Sofia Mattson, Joseph Kornkven & Amberly Krause, “Working Memory Filtering Efficiency of Threatening Words”
Mentor: Christine Larson, Psychology

In the current study, we examined if working memory was also impacted by threatening words, specifically investigating working memory filtering efficiency of threatening words. Using Electroencephalography (EEG), we recorded 54 undergraduates as they completed a change detection task consisting of 4 conditions: one neutral target word, two neutral target words, one neutral target word combined with one neutral distracter word, and one neutral target word combined with one threatening distracter word. We measured the contralateral delay activity (CDA), and event-related potential (ERP) that provides an index of working memory filtering efficiency for distracters.
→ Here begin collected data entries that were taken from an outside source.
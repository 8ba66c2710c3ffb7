//! Turn classification from a signed heading change.

use std::fmt;

/// Below this absolute heading change the maneuver is "continue straight", degrees.
pub const STRAIGHT_MAX_DEG: f64 = 10.0;
/// Below this it is a slight turn.
pub const SLIGHT_MAX_DEG: f64 = 45.0;
/// Below this it is a normal turn; at or above, a sharp one.
pub const TURN_MAX_DEG: f64 = 135.0;

#[derive(Copy, Clone, Debug, PartialEq, Eq, Hash)]
pub enum Side {
    Left,
    Right,
}

impl Side {
    pub fn as_str(self) -> &'static str {
        match self {
            Side::Left => "left",
            Side::Right => "right",
        }
    }
}

#[derive(Copy, Clone, Debug, PartialEq, Eq, Hash)]
pub enum TurnKind {
    Straight,
    Slight(Side),
    Turn(Side),
    Sharp(Side),
}

impl TurnKind {
    /// Classify a signed heading change in degrees.  Positive is clockwise
    /// (right); the input is expected in (−180, 180].
    pub fn classify(delta_deg: f64) -> TurnKind {
        let side = if delta_deg < 0.0 { Side::Left } else { Side::Right };
        let a = delta_deg.abs();
        if a < STRAIGHT_MAX_DEG {
            TurnKind::Straight
        } else if a < SLIGHT_MAX_DEG {
            TurnKind::Slight(side)
        } else if a < TURN_MAX_DEG {
            TurnKind::Turn(side)
        } else {
            TurnKind::Sharp(side)
        }
    }

    /// `None` for straight.
    pub fn side(self) -> Option<Side> {
        match self {
            TurnKind::Straight => None,
            TurnKind::Slight(s) | TurnKind::Turn(s) | TurnKind::Sharp(s) => Some(s),
        }
    }
}

impl fmt::Display for TurnKind {
    fn fmt(&self, f: &mut fmt::Formatter<'_>) -> fmt::Result {
        match self {
            TurnKind::Straight => f.write_str("continue straight"),
            TurnKind::Slight(s) => write!(f, "turn slightly {}", s.as_str()),
            TurnKind::Turn(s) => write!(f, "turn {}", s.as_str()),
            TurnKind::Sharp(s) => write!(f, "make a sharp {}", s.as_str()),
        }
    }
}
//! Algorithm thresholds for simplification, deduplication, and node extraction.
//!
//! The defaults are empirical values tuned for a single campus; they are kept
//! as configuration rather than derived.

/// Thresholds for [`simplify`](crate::simplify::simplify).
#[derive(Clone, Debug, PartialEq)]
#[cfg_attr(feature = "serde", derive(serde::Serialize, serde::Deserialize))]
pub struct SimplifyParams {
    /// A point whose turn angle is at most this is a candidate for removal, degrees.
    pub max_turn_deg:      f64,
    /// Keep a point if dropping it shortens its local detour by more than
    /// this ratio of the direct chord.
    pub max_detour_ratio:  f64,
    /// If fewer than this fraction of points survive, fall back to subsampling.
    pub collapse_ratio:    f64,
    /// Paths with more points than this are eligible for the subsampling fallback.
    pub subsample_min_len: usize,
    /// Approximate number of points the subsampling fallback keeps.
    pub subsample_target:  usize,
    /// Points closer than this to the previous kept point are dropped, degrees.
    pub duplicate_deg:     f64,
}

impl Default for SimplifyParams {
    fn default() -> Self {
        Self {
            max_turn_deg:      30.0,
            max_detour_ratio:  1.2,
            collapse_ratio:    0.2,
            subsample_min_len: 10,
            subsample_target:  10,
            duplicate_deg:     0.00002,
        }
    }
}

/// Thresholds for route deduplication.
#[derive(Clone, Debug, PartialEq)]
#[cfg_attr(feature = "serde", derive(serde::Serialize, serde::Deserialize))]
pub struct DedupParams {
    /// Evenly spaced samples compared between two paths.
    pub samples:              usize,
    /// Two samples match when closer than this, degrees (≈ 20 m).
    pub match_deg:            f64,
    /// Paths whose start or end points differ by more than this are unrelated, degrees.
    pub endpoint_deg:         f64,
    /// Distance difference under which `near_similarity` applies, metres.
    pub near_distance_m:      f64,
    pub near_similarity:      f64,
    /// Similarity above which two routes are duplicates regardless of distance.
    pub high_similarity:      f64,
    /// Final uniqueness pass: distance window, metres.
    pub final_distance_m:     f64,
    /// Final uniqueness pass: ETA window, minutes.
    pub final_eta_min:        f64,
    pub final_similarity:     f64,
}

impl Default for DedupParams {
    fn default() -> Self {
        Self {
            samples:          8,
            match_deg:        0.0002,
            endpoint_deg:     0.0002,
            near_distance_m:  10.0,
            near_similarity:  0.4,
            high_similarity:  0.7,
            final_distance_m: 5.0,
            final_eta_min:    0.5,
            final_similarity: 0.6,
        }
    }
}

/// Thresholds for direction-change and intersection nodes.
#[derive(Clone, Debug, PartialEq)]
#[cfg_attr(feature = "serde", derive(serde::Serialize, serde::Deserialize))]
pub struct NodeParams {
    /// A turn sharper than this emits a direction-change node, degrees.
    pub turn_deg:            f64,
    /// Emit a node anyway once this many points passed since the last one.
    pub cadence_points:      usize,
    /// Interpolated samples per segment when searching for intersections.
    pub samples_per_segment: usize,
    /// Samples closer than this form an intersection, degrees (≈ 5 m).
    pub intersection_deg:    f64,
    /// Intersection nodes farther than this from the primary path are dropped, metres.
    pub attach_m:            f64,
}

impl Default for NodeParams {
    fn default() -> Self {
        Self {
            turn_deg:            20.0,
            cadence_points:      10,
            samples_per_segment: 11,
            intersection_deg:    0.00005,
            attach_m:            11.1,
        }
    }
}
By using the CDA, we were able to calculate one’s filtering efficiency using a well-validated formula taking into account the low and high loads in relation to the distracter load. We conducted group level analyses by using repeated measures ANOVA for each dependent variable of interest. The results from our behavioral analyses showed no differences in filtering efficiency for neutral distractors compared to threatening distractors. In addition, our CDA analyses yielded null differences in filtering efficiency. Contrary to our group level analyses, moderation multiple regression results displayed an interaction between working memory capacity and attentional control. This predicted the ability to efficiently filter threatening words, but not neutral words. This same pattern was observed for individuals with average working memory capacity. However, for individuals with high working memory capacity, level of attentional control did not matter in terms of predicting filtering efficiency. Our findings add to the literature examining working memory filtering efficiency of threatening stimuli.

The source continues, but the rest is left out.